[WORK REQUEST] I need every line that includes the word "crate" copied from the material.

[DATASET RECORDS]

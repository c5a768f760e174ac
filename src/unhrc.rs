use log::{debug, info, warn};

use roster_sessions::*;
use snafu::{prelude::*, Snafu};

use std::collections::{BTreeSet, HashSet};
use std::fs;
use std::path::{Path, PathBuf};

use chrono::NaiveDate;

use serde_json::Value as JSValue;
use text_diff::print_diff;

use crate::args::Args;
use crate::unhrc::config_reader::*;
use crate::unhrc::io_sessions::{build_summary_js, write_session_tables};

pub mod config_reader;
mod io_common;
mod io_marc;
mod io_sessions;
mod io_store;
mod io_xlsx;

/// A decision recorded for one country on one resolution.
#[derive(Eq, PartialEq, Debug, Clone, Copy, Hash)]
pub enum Vote {
    No,
    Yes,
    Abstain,
    /// The country is a member but did not vote.
    NoVote,
}

impl Vote {
    /// Reads the one-letter codes of the library records, or the names written in the vote store.
    pub fn from_record_value(val: &str) -> Option<Vote> {
        match val.trim().to_uppercase().as_str() {
            "N" | "NO" => Some(Vote::No),
            "Y" | "YES" => Some(Vote::Yes),
            "A" | "ABSTAIN" => Some(Vote::Abstain),
            "." | "NO_VOTE" => Some(Vote::NoVote),
            _ => None,
        }
    }

    pub fn record_name(&self) -> &'static str {
        match self {
            Vote::No => "NO",
            Vote::Yes => "YES",
            Vote::Abstain => "ABSTAIN",
            Vote::NoVote => "NO_VOTE",
        }
    }
}

#[derive(Eq, PartialEq, Debug, Clone)]
pub struct CountryVote {
    pub country: String,
    pub vote: Vote,
}

/// A resolution with all its recorded votes, as read from one of the sources.
#[derive(Eq, PartialEq, Debug, Clone)]
pub struct Resolution {
    pub name: String,
    pub date: NaiveDate,
    pub summary: String,
    pub agenda: String,
    // In the order of the source
    pub votes: Vec<CountryVote>,
}

impl Resolution {
    pub fn new(name: &str, date: NaiveDate, summary: &str, agenda: &str) -> Resolution {
        Resolution {
            name: name.to_string(),
            date,
            summary: summary.to_string(),
            agenda: agenda.to_string(),
            votes: Vec::new(),
        }
    }

    /// Records the vote of a country. Returns false (and keeps the first vote) if the
    /// country already voted on this resolution.
    pub fn add_vote(&mut self, country: &str, vote: Vote) -> bool {
        if self.votes.iter().any(|cv| cv.country == country) {
            return false;
        }
        self.votes.push(CountryVote {
            country: country.to_string(),
            vote,
        });
        true
    }

    /// All the countries that cast any vote, including abstentions.
    pub fn roster(&self) -> ResolutionRoster {
        let countries: BTreeSet<String> = self.votes.iter().map(|cv| cv.country.clone()).collect();
        ResolutionRoster {
            resolution_id: self.name.clone(),
            date: self.date,
            roster: countries,
        }
    }
}

#[derive(Debug, Snafu)]
#[snafu(visibility(pub(crate)))]
pub enum UnhrcError {
    #[snafu(display("Error opening file {path}"))]
    OpeningFile {
        source: std::io::Error,
        path: String,
    },
    #[snafu(display("Error writing file {path}"))]
    WritingFile {
        source: std::io::Error,
        path: String,
    },
    #[snafu(display("Error parsing JSON"))]
    ParsingJson { source: serde_json::Error },
    #[snafu(display("Error parsing XML records"))]
    ParsingXml { source: quick_xml::de::DeError },
    #[snafu(display("Record #{record_idx}: missing field {tag}${code}"))]
    MissingMarcField {
        record_idx: usize,
        tag: String,
        code: String,
    },
    #[snafu(display("Invalid date {value:?}"))]
    InvalidDate {
        source: chrono::ParseError,
        value: String,
    },
    #[snafu(display("Resolution {resolution}: unknown vote {value:?} for {country}"))]
    UnknownVoteCode {
        resolution: String,
        country: String,
        value: String,
    },
    #[snafu(display("Error reading a CSV line"))]
    CsvLineParse { source: csv::Error },
    #[snafu(display("CSV line {lineno} is too short"))]
    CsvLineToShort { lineno: usize },
    #[snafu(display("Error writing CSV file {path}"))]
    CsvWrite { source: csv::Error, path: String },
    #[snafu(display("Error opening file {path}"))]
    OpeningExcel {
        source: calamine::XlsxError,
        path: String,
    },
    #[snafu(display("Missing worksheet {name}"))]
    MissingWorksheet { name: String },
    #[snafu(display("Worksheet {name}: wrong cell type at line {lineno}: {content}"))]
    ExcelWrongCellType {
        name: String,
        lineno: usize,
        content: String,
    },
    #[snafu(display("Unknown input provider {provider:?}"))]
    UnknownProvider { provider: String },
    #[snafu(display("Unknown roster regression policy {policy:?}"))]
    UnknownPolicy { policy: String },
    #[snafu(display("The configuration file has no parent directory"))]
    MissingParentDir {},
    #[snafu(display("Session reconstruction failed"))]
    SessionReconstruction { source: SessionErrors },

    #[snafu(whatever, display("{message}"))]
    Whatever {
        message: String,
        #[snafu(source(from(Box<dyn std::error::Error>, Some)))]
        source: Option<Box<dyn std::error::Error>>,
    },
}

pub type UnhrcResult<T> = Result<T, UnhrcError>;

/// Everything needed for one run, after merging the configuration file and the command line.
#[derive(Eq, PartialEq, Debug, Clone)]
pub struct RunSettings {
    pub provider: String,
    pub input: String,
    pub store: Option<String>,
    pub out: Option<String>,
    pub reference: Option<String>,
    pub resolutions_worksheet: String,
    pub votes_worksheet: String,
    pub rules: SessionRules,
}

fn join_path(root: &Path, p: &str) -> String {
    let pb: PathBuf = [root, Path::new(p)].iter().collect();
    pb.as_path().display().to_string()
}

fn resolve_settings(args: &Args) -> UnhrcResult<RunSettings> {
    let config: UnhrcConfig = match args.config.clone() {
        Some(config_path) => {
            let mut config = read_config(&config_path)?;
            // The paths of the configuration are relative to its location.
            let root_p = Path::new(config_path.as_str())
                .parent()
                .context(MissingParentDirSnafu {})?;
            if let Some(src) = config.input_source.as_mut() {
                src.file_path = join_path(root_p, &src.file_path);
            }
            let os = &mut config.output_settings;
            os.summary_file = os.summary_file.as_ref().map(|p| match p.as_str() {
                "stdout" => p.clone(),
                _ => join_path(root_p, p),
            });
            os.store_directory = os.store_directory.as_ref().map(|p| join_path(root_p, p));
            config
        }
        None => UnhrcConfig::default(),
    };
    debug!("resolve_settings: config: {:?}", config);

    let source = config.input_source.clone();
    let input = match (args.input.clone(), source.as_ref()) {
        (Some(x), _) => x,
        (None, Some(src)) => src.file_path.clone(),
        (None, None) => whatever!("No input provided: use --input or the inputSource section of the configuration"),
    };
    let provider = args
        .input_type
        .clone()
        .or_else(|| source.as_ref().map(|s| s.provider.clone()))
        .unwrap_or_else(|| "marc".to_string());

    let policy = match args.on_regression.clone() {
        Some(p) => parse_regression_policy(&p)?,
        None => config.rules.regression_policy()?,
    };

    Ok(RunSettings {
        provider,
        input,
        store: args
            .store
            .clone()
            .or(config.output_settings.store_directory),
        out: args.out.clone().or(config.output_settings.summary_file),
        reference: args.reference.clone(),
        resolutions_worksheet: source
            .as_ref()
            .and_then(|s| s.resolutions_worksheet_name.clone())
            .unwrap_or_else(|| "resolutions".to_string()),
        votes_worksheet: source
            .as_ref()
            .and_then(|s| s.votes_worksheet_name.clone())
            .unwrap_or_else(|| "votes".to_string()),
        rules: SessionRules {
            regression_policy: policy,
        },
    })
}

/// Drops the resolutions seen twice and sorts them by date.
///
/// The sort is stable: resolutions voted on the same day keep the order of the source.
fn normalize_resolutions(resolutions: Vec<Resolution>) -> Vec<Resolution> {
    let mut seen: HashSet<String> = HashSet::new();
    let mut res: Vec<Resolution> = Vec::new();
    for r in resolutions {
        if seen.contains(&r.name) {
            warn!(
                "Resolution {} already seen, is it a duplicate? Ignoring it",
                r.name
            );
            continue;
        }
        seen.insert(r.name.clone());
        res.push(r);
    }
    res.sort_by_key(|r| r.date);
    res
}

fn read_resolutions(settings: &RunSettings) -> UnhrcResult<Vec<Resolution>> {
    info!(
        "Attempting to read {} records from {:?}",
        settings.provider, settings.input
    );
    let resolutions = match settings.provider.as_str() {
        "marc" => io_marc::read_marc(&settings.input),
        "csv" => io_store::read_store(&settings.input),
        "xlsx" => io_xlsx::read_workbook(
            &settings.input,
            &settings.resolutions_worksheet,
            &settings.votes_worksheet,
        ),
        x => UnknownProviderSnafu { provider: x }.fail(),
    }?;
    Ok(normalize_resolutions(resolutions))
}

/// Runs the whole pipeline: reads the votes, reconstructs the sessions and writes them out.
pub fn run_sessions(args: &Args) -> UnhrcResult<()> {
    let settings = resolve_settings(args)?;
    info!("settings: {:?}", settings);

    let resolutions = read_resolutions(&settings)?;
    info!("Read {} resolutions", resolutions.len());

    if let Some(store) = settings.store.as_ref() {
        // Do not rewrite a store onto itself.
        if settings.provider != "csv" || Path::new(store) != Path::new(&settings.input) {
            io_store::write_store(store, &resolutions)?;
        }
    }

    let result = reconstruct_sessions(resolutions.iter().map(|r| r.roster()), &settings.rules)
        .context(SessionReconstructionSnafu {})?;
    info!(
        "{} of {} resolutions attributed to {} sessions",
        result.num_resolutions(),
        resolutions.len(),
        result.sessions.len()
    );
    for f in result.flagged.iter() {
        warn!(
            "Resolution {} ({}) was not attributed: its roster is the one of session #{}",
            f.resolution_id, f.date, f.conflicting_session
        );
    }

    if let Some(store) = settings.store.as_ref() {
        write_session_tables(store, &result)?;
    }

    let summary_js = build_summary_js(&settings, &result);
    let pretty_js_summary = serde_json::to_string_pretty(&summary_js).context(ParsingJsonSnafu {})?;
    match settings.out.as_deref() {
        None | Some("stdout") => {
            println!("{}", pretty_js_summary);
        }
        Some(path) => {
            info!("Writing summary to {:?}", path);
            fs::write(path, &pretty_js_summary).context(WritingFileSnafu { path })?;
        }
    }

    // The reference summary, if provided for comparison
    if let Some(reference_p) = settings.reference.as_ref() {
        let summary_ref: JSValue = read_summary(reference_p)?;
        let pretty_js_summary_ref =
            serde_json::to_string_pretty(&summary_ref).context(ParsingJsonSnafu {})?;
        if pretty_js_summary_ref != pretty_js_summary {
            warn!("Found differences with the reference summary");
            print_diff(
                pretty_js_summary_ref.as_str(),
                pretty_js_summary.as_str(),
                "\n",
            );
            whatever!("Difference detected between computed summary and reference summary")
        }
    }

    Ok(())
}

#[cfg(test)]
fn test_args(test_name: &str) -> Args {
    let test_dir = format!("{}/tests/data/{}", env!("CARGO_MANIFEST_DIR"), test_name);
    let reference = format!("{}/{}_expected_summary.json", test_dir, test_name);
    Args {
        config: Some(format!("{}/{}_config.json", test_dir, test_name)),
        reference: if Path::new(&reference).exists() {
            Some(reference)
        } else {
            None
        },
        out: None,
        input: None,
        input_type: None,
        store: None,
        on_regression: None,
        verbose: false,
    }
}

#[cfg(test)]
pub fn test_wrapper(test_name: &str) -> UnhrcResult<()> {
    let _ = env_logger::builder().is_test(true).try_init();
    info!("Running test {}", test_name);
    run_sessions(&test_args(test_name))
}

[TASK OUTPUT]
use crate::args::Args;
use crate::unhrc::config_reader::*;
use crate::unhrc::io_sessions::{build_summary_js, write_session_tables};
#[snafu(visibility(pub(crate)))]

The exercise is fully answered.